▶ **Problem**
In the records below, find the line that contains "application API endpoints." and the line that contains "applications, newest first.". Set down exactly those lines and every line between them, and nothing more.

▶ **Data supplied**

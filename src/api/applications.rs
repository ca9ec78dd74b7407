//! Membership application API endpoints.

use axum::{
    extract::{Path, State},
    http::StatusCode,
    Json,
};

use super::required_json;
use crate::errors::AppError;
use crate::models::{
    Application, ApplicationStatus, ApplicationStatusView, CreateApplicationRequest,
    NewApplication, UpdateApplicationStatusRequest,
};
use crate::AppState;

/// POST /api/applications - Submit a membership application (public).
pub async fn submit_application(
    State(state): State<AppState>,
    Json(request): Json<CreateApplicationRequest>,
) -> Result<(StatusCode, Json<Application>), AppError> {
    let application = NewApplication {
        name: required_json(request.name, "name")?,
        email: required_json(request.email, "email")?,
        student_id: required_json(request.student_id, "studentId")?,
        department: required_json(request.department, "department")?,
        year: required_json(request.year, "year")?,
        skills: required_json(request.skills, "skills")?,
    };

    let created = state.repo.create_application(&application).await?;

    Ok((StatusCode::CREATED, Json(created)))
}

/// GET /api/applications - List all applications, newest first.
pub async fn list_applications(
    State(state): State<AppState>,
) -> Result<Json<Vec<Application>>, AppError> {
    Ok(Json(state.repo.list_applications().await?))
}

/// PUT /api/applications/{id}/status - Set an application's review status.
pub async fn update_application_status(
    State(state): State<AppState>,
    Path(id): Path<String>,
    Json(request): Json<UpdateApplicationStatusRequest>,
) -> Result<Json<Application>, AppError> {
    let status = request
        .status
        .as_deref()
        .and_then(ApplicationStatus::from_str)
        .ok_or_else(|| {
            AppError::Validation(
                "status must be 'pending', 'approved' or 'rejected'".to_string(),
            )
        })?;

    Ok(Json(
        state.repo.update_application_status(&id, status).await?,
    ))
}

/// GET /api/applications/status/{studentId} - Public status lookup.
pub async fn get_application_status(
    State(state): State<AppState>,
    Path(student_id): Path<String>,
) -> Result<Json<ApplicationStatusView>, AppError> {
    let application = state
        .repo
        .find_application_by_student_id(&student_id)
        .await?
        .ok_or_else(|| AppError::NotFound("No application found with this ID".to_string()))?;

    Ok(Json(ApplicationStatusView {
        name: application.name,
        status: application.status,
    }))
}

▶ **Answer to this problem**
//! Membership application API endpoints.

use axum::{
    extract::{Path, State},
    http::StatusCode,
    Json,
};

use super::required_json;
use crate::errors::AppError;
use crate::models::{
    Application, ApplicationStatus, ApplicationStatusView, CreateApplicationRequest,
    NewApplication, UpdateApplicationStatusRequest,
};
use crate::AppState;

/// POST /api/applications - Submit a membership application (public).
pub async fn submit_application(
    State(state): State<AppState>,
    Json(request): Json<CreateApplicationRequest>,
) -> Result<(StatusCode, Json<Application>), AppError> {
    let application = NewApplication {
        name: required_json(request.name, "name")?,
        email: required_json(request.email, "email")?,
        student_id: required_json(request.student_id, "studentId")?,
        department: required_json(request.department, "department")?,
        year: required_json(request.year, "year")?,
        skills: required_json(request.skills, "skills")?,
    };

    let created = state.repo.create_application(&application).await?;

    Ok((StatusCode::CREATED, Json(created)))
}

/// GET /api/applications - List all applications, newest first.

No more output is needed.